The response must restate the data exactly, with nothing left out.
──────── Material to process ────────
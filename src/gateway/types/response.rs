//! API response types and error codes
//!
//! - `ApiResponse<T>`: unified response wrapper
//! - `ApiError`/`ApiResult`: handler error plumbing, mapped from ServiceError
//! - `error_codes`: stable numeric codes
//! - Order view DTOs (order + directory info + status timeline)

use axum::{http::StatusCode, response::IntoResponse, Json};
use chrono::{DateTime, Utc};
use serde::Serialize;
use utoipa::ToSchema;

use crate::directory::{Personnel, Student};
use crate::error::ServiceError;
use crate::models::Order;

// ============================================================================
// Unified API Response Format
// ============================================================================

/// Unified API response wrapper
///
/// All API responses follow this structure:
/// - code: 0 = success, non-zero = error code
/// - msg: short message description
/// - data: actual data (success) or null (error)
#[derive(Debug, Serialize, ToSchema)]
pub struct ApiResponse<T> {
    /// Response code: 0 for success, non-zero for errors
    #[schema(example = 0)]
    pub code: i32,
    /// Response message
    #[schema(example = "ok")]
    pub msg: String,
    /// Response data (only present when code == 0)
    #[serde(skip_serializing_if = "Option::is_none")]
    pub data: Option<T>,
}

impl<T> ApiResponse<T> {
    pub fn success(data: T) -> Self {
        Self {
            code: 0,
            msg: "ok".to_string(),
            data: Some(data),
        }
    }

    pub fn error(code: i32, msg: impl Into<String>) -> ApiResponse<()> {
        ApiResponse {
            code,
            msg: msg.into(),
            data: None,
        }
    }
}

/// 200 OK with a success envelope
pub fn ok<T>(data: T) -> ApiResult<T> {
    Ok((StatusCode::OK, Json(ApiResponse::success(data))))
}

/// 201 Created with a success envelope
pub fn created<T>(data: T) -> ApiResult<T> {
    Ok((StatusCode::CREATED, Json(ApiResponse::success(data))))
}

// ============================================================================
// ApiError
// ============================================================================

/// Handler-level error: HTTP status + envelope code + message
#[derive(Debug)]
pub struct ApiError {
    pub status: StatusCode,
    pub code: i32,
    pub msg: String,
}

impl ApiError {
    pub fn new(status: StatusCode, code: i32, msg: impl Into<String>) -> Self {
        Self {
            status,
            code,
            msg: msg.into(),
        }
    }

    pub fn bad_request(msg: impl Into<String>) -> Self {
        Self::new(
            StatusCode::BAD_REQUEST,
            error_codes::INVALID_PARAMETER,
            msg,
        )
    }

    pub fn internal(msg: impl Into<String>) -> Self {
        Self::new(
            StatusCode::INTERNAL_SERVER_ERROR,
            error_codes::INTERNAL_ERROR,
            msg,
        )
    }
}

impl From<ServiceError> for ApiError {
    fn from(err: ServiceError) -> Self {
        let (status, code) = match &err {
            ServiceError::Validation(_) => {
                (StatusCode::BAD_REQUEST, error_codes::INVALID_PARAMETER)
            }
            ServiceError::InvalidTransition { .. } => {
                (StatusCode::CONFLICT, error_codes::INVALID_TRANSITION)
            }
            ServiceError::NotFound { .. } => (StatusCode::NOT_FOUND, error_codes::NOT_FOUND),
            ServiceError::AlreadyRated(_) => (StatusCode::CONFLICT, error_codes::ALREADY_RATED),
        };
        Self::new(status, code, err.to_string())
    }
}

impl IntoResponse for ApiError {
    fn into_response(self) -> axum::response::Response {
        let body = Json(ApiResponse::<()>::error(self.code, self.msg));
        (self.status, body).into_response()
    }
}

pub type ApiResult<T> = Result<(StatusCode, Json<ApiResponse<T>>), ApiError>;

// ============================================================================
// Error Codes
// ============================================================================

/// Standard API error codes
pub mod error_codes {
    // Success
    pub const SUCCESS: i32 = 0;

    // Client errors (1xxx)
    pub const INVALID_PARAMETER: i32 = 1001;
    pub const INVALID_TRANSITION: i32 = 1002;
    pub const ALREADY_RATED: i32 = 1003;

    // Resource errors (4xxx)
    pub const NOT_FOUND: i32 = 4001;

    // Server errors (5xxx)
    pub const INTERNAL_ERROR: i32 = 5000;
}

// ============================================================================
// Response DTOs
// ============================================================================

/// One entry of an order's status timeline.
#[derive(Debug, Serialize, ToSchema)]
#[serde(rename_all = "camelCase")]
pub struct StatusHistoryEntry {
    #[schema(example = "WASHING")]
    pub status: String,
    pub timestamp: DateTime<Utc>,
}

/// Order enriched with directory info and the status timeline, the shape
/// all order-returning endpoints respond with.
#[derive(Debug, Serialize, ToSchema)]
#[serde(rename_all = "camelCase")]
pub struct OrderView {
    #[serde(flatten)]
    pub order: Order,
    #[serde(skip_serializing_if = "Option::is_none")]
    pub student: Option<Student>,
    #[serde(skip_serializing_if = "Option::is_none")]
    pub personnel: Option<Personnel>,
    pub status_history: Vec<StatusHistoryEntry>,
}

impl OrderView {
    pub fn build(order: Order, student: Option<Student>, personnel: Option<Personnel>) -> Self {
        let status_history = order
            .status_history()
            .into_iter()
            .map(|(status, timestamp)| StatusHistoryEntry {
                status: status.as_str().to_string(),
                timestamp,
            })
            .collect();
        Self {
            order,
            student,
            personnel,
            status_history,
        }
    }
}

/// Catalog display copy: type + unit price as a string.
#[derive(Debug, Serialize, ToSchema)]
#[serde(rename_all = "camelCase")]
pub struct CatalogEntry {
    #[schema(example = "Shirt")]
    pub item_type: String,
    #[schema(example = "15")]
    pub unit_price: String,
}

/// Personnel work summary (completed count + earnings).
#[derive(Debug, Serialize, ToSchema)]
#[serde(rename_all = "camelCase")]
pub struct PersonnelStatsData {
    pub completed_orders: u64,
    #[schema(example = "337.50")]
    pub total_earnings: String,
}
────────
Solution to this problem =
filename src/gateway/types/response.rs
//! API response types and error codes
//!
//! - `ApiResponse<T>`: unified response wrapper
//! - `ApiError`/`ApiResult`: handler error plumbing, mapped from ServiceError
//! - `error_codes`: stable numeric codes
//! - Order view DTOs (order + directory info + status timeline)

use axum::{http::StatusCode, response::IntoResponse, Json};
use chrono::{DateTime, Utc};
use serde::Serialize;
use utoipa::ToSchema;

use crate::directory::{Personnel, Student};
use crate::error::ServiceError;
use crate::models::Order;

// ============================================================================
// Unified API Response Format
// ============================================================================

/// Unified API response wrapper
///
/// All API responses follow this structure:
/// - code: 0 = success, non-zero = error code
/// - msg: short message description
/// - data: actual data (success) or null (error)
#[derive(Debug, Serialize, ToSchema)]
pub struct ApiResponse<T> {
    /// Response code: 0 for success, non-zero for errors
    #[schema(example = 0)]
    pub code: i32,
    /// Response message
    #[schema(example = "ok")]
    pub msg: String,
    /// Response data (only present when code == 0)
    #[serde(skip_serializing_if = "Option::is_none")]
    pub data: Option<T>,
}

impl<T> ApiResponse<T> {
    pub fn success(data: T) -> Self {
        Self {
            code: 0,
            msg: "ok".to_string(),
            data: Some(data),
        }
    }

    pub fn error(code: i32, msg: impl Into<String>) -> ApiResponse<()> {
        ApiResponse {
            code,
            msg: msg.into(),
            data: None,
        }
    }
}

/// 200 OK with a success envelope
pub fn ok<T>(data: T) -> ApiResult<T> {
    Ok((StatusCode::OK, Json(ApiResponse::success(data))))
}

/// 201 Created with a success envelope
pub fn created<T>(data: T) -> ApiResult<T> {
    Ok((StatusCode::CREATED, Json(ApiResponse::success(data))))
}

// ============================================================================
// ApiError
// ============================================================================

/// Handler-level error: HTTP status + envelope code + message
#[derive(Debug)]
pub struct ApiError {
    pub status: StatusCode,
    pub code: i32,
    pub msg: String,
}

impl ApiError {
    pub fn new(status: StatusCode, code: i32, msg: impl Into<String>) -> Self {
        Self {
            status,
            code,
            msg: msg.into(),
        }
    }

    pub fn bad_request(msg: impl Into<String>) -> Self {
        Self::new(
            StatusCode::BAD_REQUEST,
            error_codes::INVALID_PARAMETER,
            msg,
        )
    }

    pub fn internal(msg: impl Into<String>) -> Self {
        Self::new(
            StatusCode::INTERNAL_SERVER_ERROR,
            error_codes::INTERNAL_ERROR,
            msg,
        )
    }
}

impl From<ServiceError> for ApiError {
    fn from(err: ServiceError) -> Self {
        let (status, code) = match &err {
            ServiceError::Validation(_) => {
                (StatusCode::BAD_REQUEST, error_codes::INVALID_PARAMETER)
            }
            ServiceError::InvalidTransition { .. } => {
                (StatusCode::CONFLICT, error_codes::INVALID_TRANSITION)
            }
            ServiceError::NotFound { .. } => (StatusCode::NOT_FOUND, error_codes::NOT_FOUND),
            ServiceError::AlreadyRated(_) => (StatusCode::CONFLICT, error_codes::ALREADY_RATED),
        };
        Self::new(status, code, err.to_string())
    }
}

impl IntoResponse for ApiError {
    fn into_response(self) -> axum::response::Response {
        let body = Json(ApiResponse::<()>::error(self.code, self.msg));
        (self.status, body).into_response()
    }
}

pub type ApiResult<T> = Result<(StatusCode, Json<ApiResponse<T>>), ApiError>;

// ============================================================================
// Error Codes
// ============================================================================

/// Standard API error codes
pub mod error_codes {
    // Success
    pub const SUCCESS: i32 = 0;

    // Client errors (1xxx)
    pub const INVALID_PARAMETER: i32 = 1001;
    pub const INVALID_TRANSITION: i32 = 1002;
    pub const ALREADY_RATED: i32 = 1003;

    // Resource errors (4xxx)
    pub const NOT_FOUND: i32 = 4001;

    // Server errors (5xxx)
    pub const INTERNAL_ERROR: i32 = 5000;
}

// ============================================================================
// Response DTOs
// ============================================================================

/// One entry of an order's status timeline.
#[derive(Debug, Serialize, ToSchema)]
#[serde(rename_all = "camelCase")]
pub struct StatusHistoryEntry {
    #[schema(example = "WASHING")]
    pub status: String,
    pub timestamp: DateTime<Utc>,
}

/// Order enriched with directory info and the status timeline, the shape
/// all order-returning endpoints respond with.
#[derive(Debug, Serialize, ToSchema)]
#[serde(rename_all = "camelCase")]
pub struct OrderView {
    #[serde(flatten)]
    pub order: Order,
    #[serde(skip_serializing_if = "Option::is_none")]
    pub student: Option<Student>,
    #[serde(skip_serializing_if = "Option::is_none")]
    pub personnel: Option<Personnel>,
    pub status_history: Vec<StatusHistoryEntry>,
}

impl OrderView {
    pub fn build(order: Order, student: Option<Student>, personnel: Option<Personnel>) -> Self {
        let status_history = order
            .status_history()
            .into_iter()
            .map(|(status, timestamp)| StatusHistoryEntry {
                status: status.as_str().to_string(),
                timestamp,
            })
            .collect();
        Self {
            order,
            student,
            personnel,
            status_history,
        }
    }
}

/// Catalog display copy: type + unit price as a string.
#[derive(Debug, Serialize, ToSchema)]
#[serde(rename_all = "camelCase")]
pub struct CatalogEntry {
    #[schema(example = "Shirt")]
    pub item_type: String,
    #[schema(example = "15")]
    pub unit_price: String,
}

/// Personnel work summary (completed count + earnings).
#[derive(Debug, Serialize, ToSchema)]
#[serde(rename_all = "camelCase")]
pub struct PersonnelStatsData {
    pub completed_orders: u64,
    #[schema(example = "337.50")]
    pub total_earnings: String,
}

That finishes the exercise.